§ Aim of the task
Search the data for "String" and copy every matching line.

§ Dataset records
-- Opening Marker --

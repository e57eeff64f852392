//! Error types for URL validation.
//!
//! These carry the precise rejection reason for logging. Callers that face
//! untrusted clients should collapse them into a single generic message.

use std::net::IpAddr;

use thiserror::Error;

/// Result type alias using the crate's error type.
pub type Result<T> = std::result::Result<T, Error>;

/// Reasons a candidate URL or hostname was rejected.
#[derive(Debug, Error)]
pub enum Error {
    /// Malformed URL, forbidden scheme, or embedded credentials.
    #[error("invalid url: {reason}")]
    InvalidUrl {
        /// What was wrong with the input.
        reason: String,
    },

    /// Hostname is a known-private literal such as `localhost` or `*.local`.
    #[error("blocked host {host}: {reason}")]
    BlockedHost {
        /// The offending hostname (lowercased).
        host: String,
        /// Which rule matched.
        reason: &'static str,
    },

    /// An address (literal or resolved) falls inside a blocked range.
    #[error("blocked address {ip} (in {range})")]
    BlockedAddress {
        /// The blocked address as seen before IPv4 unwrapping.
        ip: IpAddr,
        /// The CIDR range that matched.
        range: String,
    },

    /// DNS resolution failed or returned nothing.
    #[error("DNS error for {host}: {message}")]
    Dns {
        /// The hostname being resolved.
        host: String,
        /// Resolver error text.
        message: String,
    },
}

impl Error {
    pub(crate) fn invalid_url(reason: impl Into<String>) -> Self {
        Self::InvalidUrl {
            reason: reason.into(),
        }
    }

    pub(crate) fn dns(host: impl Into<String>, message: impl Into<String>) -> Self {
        Self::Dns {
            host: host.into(),
            message: message.into(),
        }
    }
}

-- Closing Marker --

§ Your response
        reason: String,
        host: String,
        range: String,
        host: String,
        message: String,
    pub(crate) fn invalid_url(reason: impl Into<String>) -> Self {
    pub(crate) fn dns(host: impl Into<String>, message: impl Into<String>) -> Self {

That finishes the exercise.